--- Material for this task ---
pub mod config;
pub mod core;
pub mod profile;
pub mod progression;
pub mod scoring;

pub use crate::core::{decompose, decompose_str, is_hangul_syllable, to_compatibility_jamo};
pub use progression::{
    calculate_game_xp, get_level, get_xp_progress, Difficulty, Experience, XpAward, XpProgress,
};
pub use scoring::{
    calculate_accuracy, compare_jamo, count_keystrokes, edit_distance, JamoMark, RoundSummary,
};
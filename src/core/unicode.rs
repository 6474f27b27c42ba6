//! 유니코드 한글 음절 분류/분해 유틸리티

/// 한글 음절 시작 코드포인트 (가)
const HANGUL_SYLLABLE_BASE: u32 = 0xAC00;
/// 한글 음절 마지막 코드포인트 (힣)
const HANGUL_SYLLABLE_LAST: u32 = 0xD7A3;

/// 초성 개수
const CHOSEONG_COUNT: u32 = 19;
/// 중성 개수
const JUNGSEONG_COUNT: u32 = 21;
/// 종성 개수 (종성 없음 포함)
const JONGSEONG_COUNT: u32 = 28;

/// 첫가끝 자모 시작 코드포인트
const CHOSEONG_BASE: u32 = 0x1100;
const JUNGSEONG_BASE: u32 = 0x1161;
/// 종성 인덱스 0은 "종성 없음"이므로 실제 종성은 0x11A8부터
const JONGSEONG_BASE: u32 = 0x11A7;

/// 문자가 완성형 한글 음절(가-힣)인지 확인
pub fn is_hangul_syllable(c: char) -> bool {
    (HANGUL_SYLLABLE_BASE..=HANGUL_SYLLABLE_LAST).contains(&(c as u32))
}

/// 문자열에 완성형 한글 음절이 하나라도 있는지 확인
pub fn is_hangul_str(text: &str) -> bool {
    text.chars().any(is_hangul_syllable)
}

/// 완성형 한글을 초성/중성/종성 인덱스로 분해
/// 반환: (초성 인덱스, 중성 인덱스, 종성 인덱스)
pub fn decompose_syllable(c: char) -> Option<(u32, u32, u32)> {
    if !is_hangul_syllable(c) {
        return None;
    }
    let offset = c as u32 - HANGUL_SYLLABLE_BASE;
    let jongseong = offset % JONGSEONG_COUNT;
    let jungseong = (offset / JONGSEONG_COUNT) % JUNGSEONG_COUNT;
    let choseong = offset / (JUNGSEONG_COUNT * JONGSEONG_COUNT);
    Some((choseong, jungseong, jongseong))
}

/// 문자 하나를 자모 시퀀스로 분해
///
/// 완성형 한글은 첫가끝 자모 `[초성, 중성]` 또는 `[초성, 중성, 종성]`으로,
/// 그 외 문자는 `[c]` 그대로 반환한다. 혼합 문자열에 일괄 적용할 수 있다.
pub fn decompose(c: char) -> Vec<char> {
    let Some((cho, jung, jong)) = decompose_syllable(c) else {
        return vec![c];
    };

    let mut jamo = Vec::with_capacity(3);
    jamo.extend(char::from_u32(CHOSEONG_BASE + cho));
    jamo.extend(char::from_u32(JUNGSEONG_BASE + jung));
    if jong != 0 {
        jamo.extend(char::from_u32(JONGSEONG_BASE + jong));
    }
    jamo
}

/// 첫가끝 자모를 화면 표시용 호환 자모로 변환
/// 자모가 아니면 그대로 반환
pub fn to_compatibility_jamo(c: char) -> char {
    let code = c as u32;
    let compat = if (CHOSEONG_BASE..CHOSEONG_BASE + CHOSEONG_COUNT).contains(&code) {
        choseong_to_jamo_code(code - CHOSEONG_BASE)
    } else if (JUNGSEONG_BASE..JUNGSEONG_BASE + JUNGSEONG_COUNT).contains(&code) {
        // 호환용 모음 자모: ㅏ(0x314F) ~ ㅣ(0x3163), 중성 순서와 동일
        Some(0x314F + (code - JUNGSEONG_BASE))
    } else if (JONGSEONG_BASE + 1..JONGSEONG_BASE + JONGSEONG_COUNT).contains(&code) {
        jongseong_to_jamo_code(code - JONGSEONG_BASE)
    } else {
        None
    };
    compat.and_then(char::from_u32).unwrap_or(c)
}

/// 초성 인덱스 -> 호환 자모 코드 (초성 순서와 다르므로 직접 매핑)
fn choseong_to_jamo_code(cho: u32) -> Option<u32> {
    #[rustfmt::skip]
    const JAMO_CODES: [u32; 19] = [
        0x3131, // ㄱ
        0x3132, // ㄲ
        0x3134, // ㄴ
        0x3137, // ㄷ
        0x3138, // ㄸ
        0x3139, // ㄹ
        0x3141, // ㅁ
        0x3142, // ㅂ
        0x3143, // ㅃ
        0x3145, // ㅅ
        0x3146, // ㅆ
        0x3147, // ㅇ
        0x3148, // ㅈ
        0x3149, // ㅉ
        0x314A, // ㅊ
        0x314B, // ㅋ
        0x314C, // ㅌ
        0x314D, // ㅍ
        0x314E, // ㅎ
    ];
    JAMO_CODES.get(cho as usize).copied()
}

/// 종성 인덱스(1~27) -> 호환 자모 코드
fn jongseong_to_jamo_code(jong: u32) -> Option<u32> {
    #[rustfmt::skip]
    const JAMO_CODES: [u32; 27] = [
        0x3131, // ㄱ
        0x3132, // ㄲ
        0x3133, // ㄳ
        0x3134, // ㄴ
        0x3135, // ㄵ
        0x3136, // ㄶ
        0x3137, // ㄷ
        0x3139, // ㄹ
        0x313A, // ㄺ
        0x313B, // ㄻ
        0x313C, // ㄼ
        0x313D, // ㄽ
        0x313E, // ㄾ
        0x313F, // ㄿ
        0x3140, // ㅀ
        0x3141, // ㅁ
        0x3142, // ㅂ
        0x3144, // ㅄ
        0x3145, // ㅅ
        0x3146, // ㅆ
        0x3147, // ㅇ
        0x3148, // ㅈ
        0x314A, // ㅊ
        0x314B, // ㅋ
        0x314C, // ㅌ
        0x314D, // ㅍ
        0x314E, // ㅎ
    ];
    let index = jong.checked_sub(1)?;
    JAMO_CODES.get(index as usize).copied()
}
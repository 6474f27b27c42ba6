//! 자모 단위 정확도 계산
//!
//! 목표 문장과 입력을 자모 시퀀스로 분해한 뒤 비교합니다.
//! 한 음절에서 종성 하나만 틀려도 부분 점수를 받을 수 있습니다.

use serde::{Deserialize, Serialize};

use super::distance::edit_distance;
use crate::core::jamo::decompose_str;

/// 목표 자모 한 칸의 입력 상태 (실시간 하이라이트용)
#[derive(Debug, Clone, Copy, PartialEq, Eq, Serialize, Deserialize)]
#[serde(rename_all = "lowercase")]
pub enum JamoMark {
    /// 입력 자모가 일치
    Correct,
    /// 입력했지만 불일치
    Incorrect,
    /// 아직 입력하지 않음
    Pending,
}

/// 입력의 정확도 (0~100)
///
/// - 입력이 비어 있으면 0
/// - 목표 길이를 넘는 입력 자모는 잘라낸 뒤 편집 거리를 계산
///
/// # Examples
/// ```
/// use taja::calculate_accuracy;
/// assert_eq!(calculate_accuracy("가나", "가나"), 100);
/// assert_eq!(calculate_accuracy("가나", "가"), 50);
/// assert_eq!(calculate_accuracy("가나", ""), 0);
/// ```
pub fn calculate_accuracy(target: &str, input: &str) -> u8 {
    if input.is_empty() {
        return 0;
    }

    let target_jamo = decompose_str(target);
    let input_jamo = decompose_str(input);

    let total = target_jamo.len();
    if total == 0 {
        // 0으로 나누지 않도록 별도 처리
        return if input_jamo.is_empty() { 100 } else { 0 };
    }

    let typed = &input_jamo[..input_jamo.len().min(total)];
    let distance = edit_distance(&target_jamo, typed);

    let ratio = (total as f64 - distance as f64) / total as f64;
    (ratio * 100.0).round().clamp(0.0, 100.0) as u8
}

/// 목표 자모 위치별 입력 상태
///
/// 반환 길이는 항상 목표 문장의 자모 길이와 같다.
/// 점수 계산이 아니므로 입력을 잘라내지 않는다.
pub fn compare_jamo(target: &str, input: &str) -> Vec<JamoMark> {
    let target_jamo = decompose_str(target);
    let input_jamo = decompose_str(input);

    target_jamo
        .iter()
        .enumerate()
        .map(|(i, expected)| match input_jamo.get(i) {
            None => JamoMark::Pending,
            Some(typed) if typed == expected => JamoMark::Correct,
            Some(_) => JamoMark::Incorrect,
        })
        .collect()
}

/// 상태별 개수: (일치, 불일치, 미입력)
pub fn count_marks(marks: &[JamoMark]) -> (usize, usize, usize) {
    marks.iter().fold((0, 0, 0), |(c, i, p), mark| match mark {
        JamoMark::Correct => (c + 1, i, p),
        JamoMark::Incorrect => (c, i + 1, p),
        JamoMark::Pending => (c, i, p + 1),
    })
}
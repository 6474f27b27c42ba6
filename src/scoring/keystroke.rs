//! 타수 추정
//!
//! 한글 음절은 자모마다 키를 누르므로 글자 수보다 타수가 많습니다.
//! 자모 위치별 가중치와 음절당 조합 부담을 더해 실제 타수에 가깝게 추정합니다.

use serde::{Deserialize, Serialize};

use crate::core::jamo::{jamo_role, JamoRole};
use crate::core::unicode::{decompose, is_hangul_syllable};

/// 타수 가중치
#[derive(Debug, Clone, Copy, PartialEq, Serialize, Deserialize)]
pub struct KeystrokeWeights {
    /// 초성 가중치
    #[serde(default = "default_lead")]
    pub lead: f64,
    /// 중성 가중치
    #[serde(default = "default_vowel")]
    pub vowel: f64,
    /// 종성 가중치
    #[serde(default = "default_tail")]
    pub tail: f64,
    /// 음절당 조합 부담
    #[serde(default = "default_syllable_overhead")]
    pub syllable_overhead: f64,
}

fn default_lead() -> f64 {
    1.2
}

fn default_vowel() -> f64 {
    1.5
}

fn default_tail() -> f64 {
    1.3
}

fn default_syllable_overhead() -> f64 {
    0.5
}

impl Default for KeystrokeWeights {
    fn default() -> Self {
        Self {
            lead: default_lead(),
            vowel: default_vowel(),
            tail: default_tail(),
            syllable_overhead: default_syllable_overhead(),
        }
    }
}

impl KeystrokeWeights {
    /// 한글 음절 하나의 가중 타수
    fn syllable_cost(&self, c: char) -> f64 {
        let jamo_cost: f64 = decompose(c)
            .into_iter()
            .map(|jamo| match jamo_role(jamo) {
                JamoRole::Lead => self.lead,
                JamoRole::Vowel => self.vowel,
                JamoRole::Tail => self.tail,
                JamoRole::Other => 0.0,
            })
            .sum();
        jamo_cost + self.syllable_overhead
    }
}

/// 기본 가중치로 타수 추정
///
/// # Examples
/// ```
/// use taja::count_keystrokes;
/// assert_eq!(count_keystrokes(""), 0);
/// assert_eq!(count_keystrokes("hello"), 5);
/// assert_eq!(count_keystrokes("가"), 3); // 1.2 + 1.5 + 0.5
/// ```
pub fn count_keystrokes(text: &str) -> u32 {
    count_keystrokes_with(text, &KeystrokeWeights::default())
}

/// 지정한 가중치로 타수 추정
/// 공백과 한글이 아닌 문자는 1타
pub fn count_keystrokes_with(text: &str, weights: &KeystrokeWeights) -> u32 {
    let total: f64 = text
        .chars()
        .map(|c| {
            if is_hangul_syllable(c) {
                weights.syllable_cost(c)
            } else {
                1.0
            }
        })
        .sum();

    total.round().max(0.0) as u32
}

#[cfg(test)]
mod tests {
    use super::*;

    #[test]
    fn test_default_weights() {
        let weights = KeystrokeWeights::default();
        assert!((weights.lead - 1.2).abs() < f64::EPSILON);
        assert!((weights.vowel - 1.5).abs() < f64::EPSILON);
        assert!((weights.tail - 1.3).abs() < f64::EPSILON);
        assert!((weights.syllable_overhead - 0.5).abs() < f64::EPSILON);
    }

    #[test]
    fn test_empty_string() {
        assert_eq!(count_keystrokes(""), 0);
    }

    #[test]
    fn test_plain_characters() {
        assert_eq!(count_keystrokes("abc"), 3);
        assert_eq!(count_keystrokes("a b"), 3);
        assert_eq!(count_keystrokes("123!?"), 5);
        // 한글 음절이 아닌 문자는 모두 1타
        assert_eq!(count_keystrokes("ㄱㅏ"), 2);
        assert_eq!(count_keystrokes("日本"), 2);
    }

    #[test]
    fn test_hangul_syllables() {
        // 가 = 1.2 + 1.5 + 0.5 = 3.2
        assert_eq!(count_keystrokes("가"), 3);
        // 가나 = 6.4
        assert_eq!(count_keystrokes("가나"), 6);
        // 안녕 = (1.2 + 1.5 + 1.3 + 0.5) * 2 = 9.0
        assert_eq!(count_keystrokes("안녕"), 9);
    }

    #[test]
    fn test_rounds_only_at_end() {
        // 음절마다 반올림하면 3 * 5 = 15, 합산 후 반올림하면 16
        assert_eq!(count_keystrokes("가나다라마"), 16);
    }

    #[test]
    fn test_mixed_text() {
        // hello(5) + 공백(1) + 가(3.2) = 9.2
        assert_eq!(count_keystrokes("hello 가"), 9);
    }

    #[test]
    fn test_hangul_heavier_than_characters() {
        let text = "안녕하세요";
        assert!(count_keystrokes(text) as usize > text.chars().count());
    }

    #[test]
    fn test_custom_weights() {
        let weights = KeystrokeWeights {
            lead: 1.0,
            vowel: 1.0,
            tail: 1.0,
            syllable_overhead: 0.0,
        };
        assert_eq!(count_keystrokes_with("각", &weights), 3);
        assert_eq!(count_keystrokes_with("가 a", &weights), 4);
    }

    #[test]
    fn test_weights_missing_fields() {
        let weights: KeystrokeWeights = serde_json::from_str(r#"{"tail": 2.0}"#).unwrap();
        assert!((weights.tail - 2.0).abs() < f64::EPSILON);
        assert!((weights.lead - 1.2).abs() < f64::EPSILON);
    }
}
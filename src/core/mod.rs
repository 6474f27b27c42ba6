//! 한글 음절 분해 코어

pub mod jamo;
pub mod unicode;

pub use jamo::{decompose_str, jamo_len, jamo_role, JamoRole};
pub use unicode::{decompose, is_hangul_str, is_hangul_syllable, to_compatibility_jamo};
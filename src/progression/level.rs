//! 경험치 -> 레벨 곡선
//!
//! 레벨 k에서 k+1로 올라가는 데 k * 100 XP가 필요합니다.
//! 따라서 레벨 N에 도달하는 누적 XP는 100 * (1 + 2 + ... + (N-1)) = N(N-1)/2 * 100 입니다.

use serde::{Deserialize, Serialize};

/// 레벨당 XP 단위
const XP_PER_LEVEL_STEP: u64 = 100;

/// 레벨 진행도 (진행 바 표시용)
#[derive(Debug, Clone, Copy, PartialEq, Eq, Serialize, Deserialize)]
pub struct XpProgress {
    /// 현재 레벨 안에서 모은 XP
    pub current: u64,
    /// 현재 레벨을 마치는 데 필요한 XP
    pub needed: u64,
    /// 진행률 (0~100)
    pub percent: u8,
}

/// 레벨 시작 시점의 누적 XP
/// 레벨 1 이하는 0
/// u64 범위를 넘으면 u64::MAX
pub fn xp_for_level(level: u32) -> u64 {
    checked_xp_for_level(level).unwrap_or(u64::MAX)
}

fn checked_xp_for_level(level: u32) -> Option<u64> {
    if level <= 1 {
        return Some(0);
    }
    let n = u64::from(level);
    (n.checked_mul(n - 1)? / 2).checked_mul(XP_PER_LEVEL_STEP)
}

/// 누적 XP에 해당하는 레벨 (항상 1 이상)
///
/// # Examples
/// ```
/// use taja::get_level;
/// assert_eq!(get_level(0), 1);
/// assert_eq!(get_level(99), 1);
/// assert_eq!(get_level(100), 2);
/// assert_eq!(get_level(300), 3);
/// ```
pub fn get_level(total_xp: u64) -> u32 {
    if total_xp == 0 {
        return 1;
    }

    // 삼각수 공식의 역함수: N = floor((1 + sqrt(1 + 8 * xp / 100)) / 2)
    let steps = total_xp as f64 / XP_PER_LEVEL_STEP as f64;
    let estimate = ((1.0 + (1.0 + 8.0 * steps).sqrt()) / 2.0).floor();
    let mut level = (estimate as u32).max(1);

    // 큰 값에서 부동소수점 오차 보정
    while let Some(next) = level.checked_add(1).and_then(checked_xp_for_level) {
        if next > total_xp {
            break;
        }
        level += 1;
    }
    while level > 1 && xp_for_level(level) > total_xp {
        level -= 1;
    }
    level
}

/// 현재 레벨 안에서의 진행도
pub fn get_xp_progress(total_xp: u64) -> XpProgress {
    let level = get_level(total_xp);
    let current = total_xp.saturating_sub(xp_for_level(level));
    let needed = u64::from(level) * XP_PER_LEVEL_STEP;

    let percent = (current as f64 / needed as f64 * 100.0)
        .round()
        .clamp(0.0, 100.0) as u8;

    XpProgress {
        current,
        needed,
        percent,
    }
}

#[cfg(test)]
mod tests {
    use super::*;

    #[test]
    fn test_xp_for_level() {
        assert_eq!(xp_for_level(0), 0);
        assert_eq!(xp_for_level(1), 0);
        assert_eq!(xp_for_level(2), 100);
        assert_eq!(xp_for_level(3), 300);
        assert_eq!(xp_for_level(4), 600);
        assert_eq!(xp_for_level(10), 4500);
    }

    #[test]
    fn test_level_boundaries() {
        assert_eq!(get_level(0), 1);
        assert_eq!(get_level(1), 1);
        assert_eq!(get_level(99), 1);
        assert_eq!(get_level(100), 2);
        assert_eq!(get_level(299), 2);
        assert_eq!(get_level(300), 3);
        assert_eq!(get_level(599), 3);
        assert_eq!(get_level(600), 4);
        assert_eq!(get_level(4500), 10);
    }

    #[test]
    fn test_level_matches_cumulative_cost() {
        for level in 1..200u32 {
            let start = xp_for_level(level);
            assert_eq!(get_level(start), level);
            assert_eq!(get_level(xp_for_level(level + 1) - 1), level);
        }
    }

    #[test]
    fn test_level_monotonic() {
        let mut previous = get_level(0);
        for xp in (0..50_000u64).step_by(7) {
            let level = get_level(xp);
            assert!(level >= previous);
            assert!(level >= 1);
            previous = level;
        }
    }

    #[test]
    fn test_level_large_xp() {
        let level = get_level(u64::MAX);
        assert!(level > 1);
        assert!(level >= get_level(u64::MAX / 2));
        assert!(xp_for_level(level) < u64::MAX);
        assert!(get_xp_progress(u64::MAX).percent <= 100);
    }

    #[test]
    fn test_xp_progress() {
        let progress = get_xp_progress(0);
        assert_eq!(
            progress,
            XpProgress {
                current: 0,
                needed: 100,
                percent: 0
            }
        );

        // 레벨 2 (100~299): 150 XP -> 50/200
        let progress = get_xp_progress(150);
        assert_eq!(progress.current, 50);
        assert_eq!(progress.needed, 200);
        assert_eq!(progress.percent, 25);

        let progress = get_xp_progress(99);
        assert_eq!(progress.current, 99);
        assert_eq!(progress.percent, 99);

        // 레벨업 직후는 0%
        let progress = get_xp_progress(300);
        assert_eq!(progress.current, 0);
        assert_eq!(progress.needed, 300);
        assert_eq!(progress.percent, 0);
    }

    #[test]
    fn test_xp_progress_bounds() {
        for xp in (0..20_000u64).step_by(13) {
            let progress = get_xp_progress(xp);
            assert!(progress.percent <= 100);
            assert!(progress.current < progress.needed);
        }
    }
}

--- Required work ---
Check each line above for the string "expected" and report how many lines have it, giving only the number.

--- Result below ---
2